Tienes un PDF en el correo. Un programa que te pasó un educador y que sobre el papel es buenísimo. Lleva ahí tres semanas.
No es que no quieras venderlo. Es que sabes lo que cuesta sacarlo, y esa tarde nunca llega.
Vamos a ver por qué cuesta tanto, y cómo se hace en minutos en vez de en semanas.
Por qué un programa tarda semanas en salir
Cuando lo piensas en frío, comercializar un programa a mano es una cadena larga.
Primero hay que leerse el folleto y quedarse con lo importante. Luego decidir el mensaje: a quién le hablas y por qué debería interesarle. Después redactar la página. Buscar imágenes que no sean horribles. Montar el diseño. Añadir un formulario que funcione. Conectar un dominio. Y cuando la página está, todavía faltan los posts para redes, el dossier para enviar a las familias y los emails de seguimiento.
Cada uno de esos pasos lo hace una persona. Y esa persona está ocupada resolviendo lo urgente de siempre.
Por eso el programa se queda parado. No por falta de ganas, por falta de horas.
El flujo, paso a paso
Así es como se hace ahora.
Uno. Preparas tu marca una vez. Pegas la web de tu agencia y el sistema aprende tu logo, tus colores y tu tono. Esto lo haces una sola vez y sirve para todas tus campañas.
Dos. Subes el programa. Arrastras el PDF, en el idioma que sea. Y da igual que sea un folleto de un programa o un catálogo con veinte: el sistema lo analiza, te dice qué hay dentro y te deja elegir entre una campaña por programa o una campaña paraguas que los agrupe.

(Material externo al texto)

//! # overcast-automation
//!
//! Drives the streaming tool from game events.
//!
//! - [`obs`]: obs-websocket 5.x client with single-flight connect, jittered
//!   backoff and an explicit connection intent
//! - [`triggers`]: which game event maps to which scene switch
//! - [`hub_link`]: reconnecting hub client used to publish relay health
//! - [`relay`]: one running automation instance built from a settings snapshot
//! - [`supervisor`]: restarts the relay whenever its settings change

#![deny(unsafe_code)]

pub mod hub_link;
pub mod metrics;
pub mod obs;
pub mod relay;
pub mod supervisor;
pub mod triggers;

pub use hub_link::HubLink;
pub use obs::{ObsClient, ObsConfig, ObsError, ObsState};
pub use relay::{AutomationRelay, RelayEndpoints};
pub use supervisor::RelaySupervisor;
pub use triggers::{SceneSwitch, Trigger};
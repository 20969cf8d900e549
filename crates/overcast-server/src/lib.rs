//! # overcast-server
//!
//! The broadcast hub every UI surface connects to.
//!
//! - **Relay**: any frame that is not a role declaration is sent verbatim to
//!   every open connection, the sender included
//! - **Roles**: `{"type":"hello","role":...}` updates the overlay registry and
//!   triggers an `overlayStatus` broadcast; it is never relayed
//! - **Heartbeat**: server Pings; silent clients are dropped
//! - **Backpressure**: bounded per-client queues, drop-then-disconnect
//! - **Endpoints**: WebSocket on `/` and `/ws`, `GET /health`, `GET /metrics`

#![deny(unsafe_code)]

pub mod config;
pub mod error;
pub mod health;
pub mod metrics;
pub mod server;
pub mod shutdown;
pub mod websocket;

pub use config::HubConfig;
pub use error::HubError;
pub use server::HubServer;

Tres. Se genera la campaña completa. No cuatro piezas sueltas. Primero se define el mensaje de la campaña, y de ahí salen la página, los posts, el dossier y los emails, contando todos la misma historia. Con tu marca.
Cuatro. Revisas y completas. Aquí está la diferencia con cualquier atajo genérico: el sistema solo usa lo que pone el PDF. Si al programa le faltan datos, te lo señala para que lo completes tú con lo que tu agencia sabe. Nada de rellenar huecos con información inventada.
Cinco. Publicas y captas. La página sale en tu propio dominio, por ejemplo programas.tuagencia.com, con el formulario listo. Desde el primer minuto está captando familias. Y se ve perfecta en el móvil y en el ordenador sin que toques nada.
Qué cambia de verdad
Lo que antes te ocupaba semanas, y varias personas, ahora te ocupa una tarde y a ti solo.
Pero lo importante no es el tiempo que ahorras. Es lo que dejas de perder. Cada programa que no publicas es una matrícula que no cierras. Cuando publicar deja de ser un proyecto y pasa a ser un rato, empiezas a comercializar todo tu catálogo, no solo los dos programas para los que tuviste hueco.
Ese es el cambio real. No que tengas una herramienta más. Que dejes de tener programas parados.